──────── Information shown ────────
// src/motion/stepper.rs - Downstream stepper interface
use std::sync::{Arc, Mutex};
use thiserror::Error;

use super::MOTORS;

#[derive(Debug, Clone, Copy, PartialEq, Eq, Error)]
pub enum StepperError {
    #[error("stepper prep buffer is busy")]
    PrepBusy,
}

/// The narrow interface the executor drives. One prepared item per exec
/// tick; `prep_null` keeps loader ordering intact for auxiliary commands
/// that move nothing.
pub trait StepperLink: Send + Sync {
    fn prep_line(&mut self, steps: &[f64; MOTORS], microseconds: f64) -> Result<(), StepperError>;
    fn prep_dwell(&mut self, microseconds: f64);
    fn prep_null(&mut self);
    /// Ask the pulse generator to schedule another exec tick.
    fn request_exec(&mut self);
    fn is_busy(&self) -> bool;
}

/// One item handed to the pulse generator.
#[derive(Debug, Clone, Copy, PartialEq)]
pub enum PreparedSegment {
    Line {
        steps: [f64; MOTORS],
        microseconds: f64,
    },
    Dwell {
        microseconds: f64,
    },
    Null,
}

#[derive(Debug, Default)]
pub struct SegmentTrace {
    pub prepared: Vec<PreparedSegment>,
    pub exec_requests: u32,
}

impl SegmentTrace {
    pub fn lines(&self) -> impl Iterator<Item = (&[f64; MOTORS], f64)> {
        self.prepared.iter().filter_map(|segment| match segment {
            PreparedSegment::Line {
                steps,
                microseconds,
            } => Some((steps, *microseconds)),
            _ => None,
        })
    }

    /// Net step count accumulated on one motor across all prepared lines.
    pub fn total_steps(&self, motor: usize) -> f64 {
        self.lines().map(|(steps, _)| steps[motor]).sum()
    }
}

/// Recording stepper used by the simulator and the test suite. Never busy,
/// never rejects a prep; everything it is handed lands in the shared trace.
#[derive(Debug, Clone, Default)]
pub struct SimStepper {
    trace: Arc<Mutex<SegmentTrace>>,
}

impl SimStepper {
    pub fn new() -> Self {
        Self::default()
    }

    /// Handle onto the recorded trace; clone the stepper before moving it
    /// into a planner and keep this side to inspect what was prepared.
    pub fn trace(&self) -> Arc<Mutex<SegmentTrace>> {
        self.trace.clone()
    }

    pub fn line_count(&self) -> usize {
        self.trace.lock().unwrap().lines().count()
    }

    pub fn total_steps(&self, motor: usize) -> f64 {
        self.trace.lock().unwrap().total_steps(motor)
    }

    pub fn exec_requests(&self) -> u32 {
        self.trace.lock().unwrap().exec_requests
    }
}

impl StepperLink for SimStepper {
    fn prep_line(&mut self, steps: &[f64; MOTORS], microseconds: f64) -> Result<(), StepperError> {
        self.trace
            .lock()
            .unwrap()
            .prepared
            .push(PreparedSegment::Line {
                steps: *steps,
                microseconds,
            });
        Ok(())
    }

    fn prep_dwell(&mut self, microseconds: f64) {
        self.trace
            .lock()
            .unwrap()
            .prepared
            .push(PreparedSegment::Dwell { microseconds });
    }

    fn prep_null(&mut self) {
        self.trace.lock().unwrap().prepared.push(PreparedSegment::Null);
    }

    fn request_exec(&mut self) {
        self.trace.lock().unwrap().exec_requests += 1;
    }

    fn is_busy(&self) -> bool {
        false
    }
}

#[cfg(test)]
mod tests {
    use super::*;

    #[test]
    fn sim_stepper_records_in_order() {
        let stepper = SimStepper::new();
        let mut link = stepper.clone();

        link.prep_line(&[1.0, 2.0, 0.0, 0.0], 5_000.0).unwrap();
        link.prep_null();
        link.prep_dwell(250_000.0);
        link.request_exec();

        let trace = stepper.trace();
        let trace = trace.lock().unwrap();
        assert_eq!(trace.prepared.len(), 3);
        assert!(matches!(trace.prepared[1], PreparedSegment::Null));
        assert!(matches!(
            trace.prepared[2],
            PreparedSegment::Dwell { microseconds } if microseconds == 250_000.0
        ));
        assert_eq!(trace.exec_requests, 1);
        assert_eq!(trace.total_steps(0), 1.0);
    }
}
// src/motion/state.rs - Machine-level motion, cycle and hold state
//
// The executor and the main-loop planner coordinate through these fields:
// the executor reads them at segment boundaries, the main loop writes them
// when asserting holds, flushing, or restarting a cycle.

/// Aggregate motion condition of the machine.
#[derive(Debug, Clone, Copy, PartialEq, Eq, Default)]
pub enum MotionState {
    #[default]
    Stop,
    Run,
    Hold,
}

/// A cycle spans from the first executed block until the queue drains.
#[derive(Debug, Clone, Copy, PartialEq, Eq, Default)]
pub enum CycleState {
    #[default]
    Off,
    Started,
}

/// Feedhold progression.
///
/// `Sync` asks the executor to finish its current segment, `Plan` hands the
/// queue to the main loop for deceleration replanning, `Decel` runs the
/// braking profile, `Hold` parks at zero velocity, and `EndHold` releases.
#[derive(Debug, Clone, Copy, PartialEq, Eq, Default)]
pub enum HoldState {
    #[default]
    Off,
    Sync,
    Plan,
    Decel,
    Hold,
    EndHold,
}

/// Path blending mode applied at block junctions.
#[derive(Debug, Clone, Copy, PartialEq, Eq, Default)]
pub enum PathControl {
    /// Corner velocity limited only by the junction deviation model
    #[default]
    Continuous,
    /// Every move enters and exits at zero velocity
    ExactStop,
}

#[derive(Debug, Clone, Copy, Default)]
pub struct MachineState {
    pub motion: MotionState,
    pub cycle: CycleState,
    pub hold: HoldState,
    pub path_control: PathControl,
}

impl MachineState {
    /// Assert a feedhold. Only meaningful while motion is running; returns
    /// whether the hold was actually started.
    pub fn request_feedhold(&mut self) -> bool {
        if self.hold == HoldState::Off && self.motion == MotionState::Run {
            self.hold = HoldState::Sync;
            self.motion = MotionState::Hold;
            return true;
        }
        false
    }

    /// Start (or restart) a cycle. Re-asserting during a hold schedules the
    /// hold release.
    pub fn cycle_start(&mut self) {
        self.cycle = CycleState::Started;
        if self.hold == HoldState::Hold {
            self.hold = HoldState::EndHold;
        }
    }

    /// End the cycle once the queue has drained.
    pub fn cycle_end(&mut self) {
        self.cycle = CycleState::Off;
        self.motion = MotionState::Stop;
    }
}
────────
*Task statement*.
Exactly as written above, please repeat the entries.

*Exercise response*.
// src/motion/stepper.rs - Downstream stepper interface
use std::sync::{Arc, Mutex};
use thiserror::Error;

use super::MOTORS;

#[derive(Debug, Clone, Copy, PartialEq, Eq, Error)]
pub enum StepperError {
    #[error("stepper prep buffer is busy")]
    PrepBusy,
}

/// The narrow interface the executor drives. One prepared item per exec
/// tick; `prep_null` keeps loader ordering intact for auxiliary commands
/// that move nothing.
pub trait StepperLink: Send + Sync {
    fn prep_line(&mut self, steps: &[f64; MOTORS], microseconds: f64) -> Result<(), StepperError>;
    fn prep_dwell(&mut self, microseconds: f64);
    fn prep_null(&mut self);
    /// Ask the pulse generator to schedule another exec tick.
    fn request_exec(&mut self);
    fn is_busy(&self) -> bool;
}

/// One item handed to the pulse generator.
#[derive(Debug, Clone, Copy, PartialEq)]
pub enum PreparedSegment {
    Line {
        steps: [f64; MOTORS],
        microseconds: f64,
    },
    Dwell {
        microseconds: f64,
    },
    Null,
}

#[derive(Debug, Default)]
pub struct SegmentTrace {
    pub prepared: Vec<PreparedSegment>,
    pub exec_requests: u32,
}

impl SegmentTrace {
    pub fn lines(&self) -> impl Iterator<Item = (&[f64; MOTORS], f64)> {
        self.prepared.iter().filter_map(|segment| match segment {
            PreparedSegment::Line {
                steps,
                microseconds,
            } => Some((steps, *microseconds)),
            _ => None,
        })
    }

    /// Net step count accumulated on one motor across all prepared lines.
    pub fn total_steps(&self, motor: usize) -> f64 {
        self.lines().map(|(steps, _)| steps[motor]).sum()
    }
}

/// Recording stepper used by the simulator and the test suite. Never busy,
/// never rejects a prep; everything it is handed lands in the shared trace.
#[derive(Debug, Clone, Default)]
pub struct SimStepper {
    trace: Arc<Mutex<SegmentTrace>>,
}

impl SimStepper {
    pub fn new() -> Self {
        Self::default()
    }

    /// Handle onto the recorded trace; clone the stepper before moving it
    /// into a planner and keep this side to inspect what was prepared.
    pub fn trace(&self) -> Arc<Mutex<SegmentTrace>> {
        self.trace.clone()
    }

    pub fn line_count(&self) -> usize {
        self.trace.lock().unwrap().lines().count()
    }

    pub fn total_steps(&self, motor: usize) -> f64 {
        self.trace.lock().unwrap().total_steps(motor)
    }

    pub fn exec_requests(&self) -> u32 {
        self.trace.lock().unwrap().exec_requests
    }
}

impl StepperLink for SimStepper {
    fn prep_line(&mut self, steps: &[f64; MOTORS], microseconds: f64) -> Result<(), StepperError> {
        self.trace
            .lock()
            .unwrap()
            .prepared
            .push(PreparedSegment::Line {
                steps: *steps,
                microseconds,
            });
        Ok(())
    }

    fn prep_dwell(&mut self, microseconds: f64) {
        self.trace
            .lock()
            .unwrap()
            .prepared
            .push(PreparedSegment::Dwell { microseconds });
    }

    fn prep_null(&mut self) {
        self.trace.lock().unwrap().prepared.push(PreparedSegment::Null);
    }

    fn request_exec(&mut self) {
        self.trace.lock().unwrap().exec_requests += 1;
    }

    fn is_busy(&self) -> bool {
        false
    }
}

#[cfg(test)]
mod tests {
    use super::*;

    #[test]
    fn sim_stepper_records_in_order() {
        let stepper = SimStepper::new();
        let mut link = stepper.clone();

        link.prep_line(&[1.0, 2.0, 0.0, 0.0], 5_000.0).unwrap();
        link.prep_null();
        link.prep_dwell(250_000.0);
        link.request_exec();

        let trace = stepper.trace();
        let trace = trace.lock().unwrap();
        assert_eq!(trace.prepared.len(), 3);
        assert!(matches!(trace.prepared[1], PreparedSegment::Null));
        assert!(matches!(
            trace.prepared[2],
            PreparedSegment::Dwell { microseconds } if microseconds == 250_000.0
        ));
        assert_eq!(trace.exec_requests, 1);
        assert_eq!(trace.total_steps(0), 1.0);
    }
}
// src/motion/state.rs - Machine-level motion, cycle and hold state
//
// The executor and the main-loop planner coordinate through these fields:
// the executor reads them at segment boundaries, the main loop writes them
// when asserting holds, flushing, or restarting a cycle.

/// Aggregate motion condition of the machine.
#[derive(Debug, Clone, Copy, PartialEq, Eq, Default)]
pub enum MotionState {
    #[default]
    Stop,
    Run,
    Hold,
}

/// A cycle spans from the first executed block until the queue drains.
#[derive(Debug, Clone, Copy, PartialEq, Eq, Default)]
pub enum CycleState {
    #[default]
    Off,
    Started,
}

/// Feedhold progression.
///
/// `Sync` asks the executor to finish its current segment, `Plan` hands the
/// queue to the main loop for deceleration replanning, `Decel` runs the
/// braking profile, `Hold` parks at zero velocity, and `EndHold` releases.
#[derive(Debug, Clone, Copy, PartialEq, Eq, Default)]
pub enum HoldState {
    #[default]
    Off,
    Sync,
    Plan,
    Decel,
    Hold,
    EndHold,
}

/// Path blending mode applied at block junctions.
#[derive(Debug, Clone, Copy, PartialEq, Eq, Default)]
pub enum PathControl {
    /// Corner velocity limited only by the junction deviation model
    #[default]
    Continuous,
    /// Every move enters and exits at zero velocity
    ExactStop,
}

#[derive(Debug, Clone, Copy, Default)]
pub struct MachineState {
    pub motion: MotionState,
    pub cycle: CycleState,
    pub hold: HoldState,
    pub path_control: PathControl,
}

impl MachineState {
    /// Assert a feedhold. Only meaningful while motion is running; returns
    /// whether the hold was actually started.
    pub fn request_feedhold(&mut self) -> bool {
        if self.hold == HoldState::Off && self.motion == MotionState::Run {
            self.hold = HoldState::Sync;
            self.motion = MotionState::Hold;
            return true;
        }
        false
    }

    /// Start (or restart) a cycle. Re-asserting during a hold schedules the
    /// hold release.
    pub fn cycle_start(&mut self) {
        self.cycle = CycleState::Started;
        if self.hold == HoldState::Hold {
            self.hold = HoldState::EndHold;
        }
    }

    /// End the cycle once the queue has drained.
    pub fn cycle_end(&mut self) {
        self.cycle = CycleState::Off;
        self.motion = MotionState::Stop;
    }
}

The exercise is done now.